Gálvez has insisted that she will put an end to López Obrador’s policy of having the National Guard and the Army limit themselves as much as possible from patrolling the streets and avoiding confrontations with organized crime. She is deeply opposed to the policy, which the president summarizes with his famous slogan: “hugs, not bullets.” It hasn’t been able to prevent massacres.
“You don’t even have to send the Army to shoot criminals: you have to apply the law and that doesn’t mean shooting them, it doesn’t mean killing them. I don’t know why they think that applying the law means extermination,” Gálvez shrugged. However, she has been forced to distance herself from former president Felipe Calderón, of the PAN, who governed from 2006 until 2012. His strategy of direct confrontation with the drug cartels — the centerpiece of the so-called “War on Drugs” — saw overwhelming figures of violent deaths and disappearances.

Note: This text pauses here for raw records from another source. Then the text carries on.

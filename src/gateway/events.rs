//! Proposal Event Hub
//!
//! Fan-out of decoded `ProposalCreated` events to scoped listeners.
//! Each [`Subscription`] owns an unbounded channel; dropping it removes the
//! listener from the hub exactly once, so a view that re-runs its mount
//! logic can never accumulate duplicate handlers.

use std::collections::HashMap;
use std::sync::atomic::{AtomicU64, Ordering};
use std::sync::{Arc, Mutex, MutexGuard, PoisonError, Weak};
use tokio::sync::mpsc;

use crate::chain::ProposalCreated;

/// Unique identifier for a listener
pub type ListenerId = u64;

/// Registry of live creation-event listeners
#[derive(Clone, Default)]
pub struct EventHub {
    inner: Arc<HubInner>,
}

#[derive(Default)]
struct HubInner {
    /// Active listeners: ListenerId → channel sender
    listeners: Mutex<HashMap<ListenerId, mpsc::UnboundedSender<ProposalCreated>>>,
    next_id: AtomicU64,
    /// Number of listeners removed so far
    released: AtomicU64,
}

impl HubInner {
    fn listeners(&self) -> MutexGuard<'_, HashMap<ListenerId, mpsc::UnboundedSender<ProposalCreated>>> {
        self.listeners.lock().unwrap_or_else(PoisonError::into_inner)
    }

    fn remove(&self, id: ListenerId) -> bool {
        let removed = self.listeners().remove(&id).is_some();
        if removed {
            self.released.fetch_add(1, Ordering::Relaxed);
            tracing::debug!(listener_id = id, "Event listener released");
        }
        removed
    }
}

impl EventHub {
    pub fn new() -> Self {
        Self::default()
    }

    /// Register a new listener
    pub fn subscribe(&self) -> Subscription {
        let (sender, receiver) = mpsc::unbounded_channel();
        let id = self.inner.next_id.fetch_add(1, Ordering::Relaxed) + 1;
        self.inner.listeners().insert(id, sender);

        tracing::debug!(listener_id = id, "Event listener registered");
        Subscription {
            id,
            receiver,
            hub: Arc::downgrade(&self.inner),
            released: false,
        }
    }

    /// Deliver an event to every live listener
    ///
    /// Returns how many listeners received it. Listeners whose receiving
    /// side is gone are pruned.
    pub fn publish(&self, event: &ProposalCreated) -> usize {
        let mut listeners = self.inner.listeners();
        let mut closed = Vec::new();
        let mut delivered = 0;

        for (id, sender) in listeners.iter() {
            if sender.send(event.clone()).is_ok() {
                delivered += 1;
            } else {
                closed.push(*id);
            }
        }

        for id in closed {
            listeners.remove(&id);
        }

        tracing::trace!(proposal_id = event.id, delivered, "Published ProposalCreated");
        delivered
    }

    /// Number of registered listeners
    pub fn listener_count(&self) -> usize {
        self.inner.listeners().len()
    }

    /// Number of listeners removed by their subscriptions so far
    pub fn released_count(&self) -> u64 {
        self.inner.released.load(Ordering::Relaxed)
    }
}

/// Scoped registration with an [`EventHub`]
///
/// Released on [`unsubscribe`](Subscription::unsubscribe) or drop,
/// whichever comes first.
pub struct Subscription {
    id: ListenerId,
    receiver: mpsc::UnboundedReceiver<ProposalCreated>,
    hub: Weak<HubInner>,
    released: bool,
}

impl Subscription {
    pub fn id(&self) -> ListenerId {
        self.id
    }

    /// Next pending event, if any
    pub fn try_next(&mut self) -> Option<ProposalCreated> {
        self.receiver.try_recv().ok()
    }

    /// Wait for the next event; `None` once the hub is gone
    pub async fn next(&mut self) -> Option<ProposalCreated> {
        self.receiver.recv().await
    }

    /// All pending events
    pub fn drain(&mut self) -> Vec<ProposalCreated> {
        let mut events = Vec::new();
        while let Some(event) = self.try_next() {
            events.push(event);
        }
        events
    }

    /// Release the listener now
    pub fn unsubscribe(mut self) {
        self.release();
    }

    fn release(&mut self) {
        if self.released {
            return;
        }
        self.released = true;
        self.receiver.close();
        if let Some(hub) = self.hub.upgrade() {
            hub.remove(self.id);
        }
    }
}

impl Drop for Subscription {
    fn drop(&mut self) {
        self.release();
    }
}

impl std::fmt::Debug for Subscription {
    fn fmt(&self, f: &mut std::fmt::Formatter<'_>) -> std::fmt::Result {
        f.debug_struct("Subscription")
            .field("id", &self.id)
            .field("released", &self.released)
            .finish()
    }
}

#[cfg(test)]
mod tests {
    use super::*;
    use crate::chain::Address;

    fn event(id: u64) -> ProposalCreated {
        ProposalCreated {
            id,
            author: Address::new([0x11; 20]),
            title: format!("Proposal {}", id),
            block_number: id,
        }
    }

    #[test]
    fn test_publish_reaches_all_listeners() {
        let hub = EventHub::new();
        let mut a = hub.subscribe();
        let mut b = hub.subscribe();
        assert_ne!(a.id(), b.id());

        assert_eq!(hub.publish(&event(1)), 2);
        assert_eq!(a.drain(), vec![event(1)]);
        assert_eq!(b.try_next(), Some(event(1)));
        assert_eq!(b.try_next(), None);
    }

    #[test]
    fn test_released_listener_receives_nothing() {
        let hub = EventHub::new();
        let mut kept = hub.subscribe();
        let dropped = hub.subscribe();

        dropped.unsubscribe();
        assert_eq!(hub.listener_count(), 1);
        assert_eq!(hub.publish(&event(7)), 1);
        assert_eq!(kept.drain(), vec![event(7)]);
    }

    #[test]
    fn test_release_happens_once() {
        let hub = EventHub::new();
        {
            let sub = hub.subscribe();
            sub.unsubscribe();
        }
        {
            let _sub = hub.subscribe();
        }
        assert_eq!(hub.listener_count(), 0);
        assert_eq!(hub.released_count(), 2);
    }

    #[test]
    fn test_subscription_outlives_hub() {
        let hub = EventHub::new();
        let mut sub = hub.subscribe();
        hub.publish(&event(3));
        drop(hub);

        assert_eq!(sub.try_next(), Some(event(3)));
        sub.unsubscribe();
    }

    #[tokio::test]
    async fn test_next_waits_for_event() {
        let hub = EventHub::new();
        let mut sub = hub.subscribe();
        let publisher = hub.clone();

        tokio::spawn(async move {
            publisher.publish(&event(9));
        });

        assert_eq!(sub.next().await, Some(event(9)));
    }
}
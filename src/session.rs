//! Session state shared by the views: the connected account and the
//! current status message.

use serde::Serialize;
use std::fmt;

use crate::chain::Address;

/// How a status message is presented
#[derive(Debug, Clone, Copy, PartialEq, Eq, Serialize)]
#[serde(rename_all = "lowercase")]
pub enum Severity {
    Info,
    /// Transient banner
    Warning,
    /// Blocking notice, used for failed writes
    Alert,
}

impl fmt::Display for Severity {
    fn fmt(&self, f: &mut fmt::Formatter<'_>) -> fmt::Result {
        let label = match self {
            Severity::Info => "info",
            Severity::Warning => "warning",
            Severity::Alert => "alert",
        };
        f.write_str(label)
    }
}

#[derive(Debug, Clone, PartialEq, Eq, Serialize)]
pub struct StatusMessage {
    pub severity: Severity,
    pub text: String,
}

/// Account and status for one running client
#[derive(Debug, Clone, Default)]
pub struct Session {
    account: Option<Address>,
    status: Option<StatusMessage>,
}

impl Session {
    pub fn new() -> Self {
        Self::default()
    }

    pub fn account(&self) -> Option<Address> {
        self.account
    }

    /// Record the connected account. There is no way back to `None`.
    pub fn set_account(&mut self, account: Address) {
        self.account = Some(account);
    }

    pub fn status(&self) -> Option<&StatusMessage> {
        self.status.as_ref()
    }

    /// Replace the status message
    pub fn set_status(&mut self, severity: Severity, text: impl Into<String>) {
        self.status = Some(StatusMessage {
            severity,
            text: text.into(),
        });
    }

    pub fn info(&mut self, text: impl Into<String>) {
        self.set_status(Severity::Info, text);
    }

    pub fn warn(&mut self, text: impl Into<String>) {
        self.set_status(Severity::Warning, text);
    }

    pub fn alert(&mut self, text: impl Into<String>) {
        self.set_status(Severity::Alert, text);
    }

    pub fn clear_status(&mut self) {
        self.status = None;
    }
}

Based on the latest count released in December 2023, around 113,000 Mexicans are estimated to have “disappeared.”
“Look at the difference between the strategies. In one case, the war against drugs is proposed. We (the ruling party) don’t propose war, but rather the construction of peace,” Sheinbaum contrasts. She has followed López Obrador’s line of attributing the problem of violence to social causes, to the neoliberal economic model and to the breakdown of the social fabric. The candidate has proposed reinforcing social programs for young people, opening more universities and creating more sources of employment. She has also proposed giving the National Guard its own investigative powers, while improving coordination with prosecutors and state police forces. According to her plan, she says that local governments will be able to increase their number of troops and their weapons, while improving their capabilities for rapid-response. Her proposed strategy to reduce crime also involves reforming the judiciary, so that there are more controls over the actions of judges.
In the past, Sheinbaum was reserved about López Obrador’s plan for the National Guard — a civilian institution — to be placed in the hands of the Army. But this past Monday, during a press conference, the candidate said that she will seek the consolidation of that security body under the control of the Ministry of Defense.
The opposition standard-bearer, meanwhile, wants to gradually send the military back to their barracks, with a view to converting the National Guard into a completely civilian institution. She wants to remove certain powers from the Armed Forces — such as the ability to oversee certain businesses and administer projects — which were given to them during the López Obrador administration. She has also proposed opening a National University for Security — in order to train specialized officials — and create a rapid-response team in each state, to act against the cartels.
The dance of campaign proposals and promises has begun, just like in every election year. The two leading candidates are offering solutions to the most worrying issue for Mexicans, in order to carve out support. So far, the recipes tested haven’t managed to get the country out of the bloody stage of the drug war, almost two decades after it began.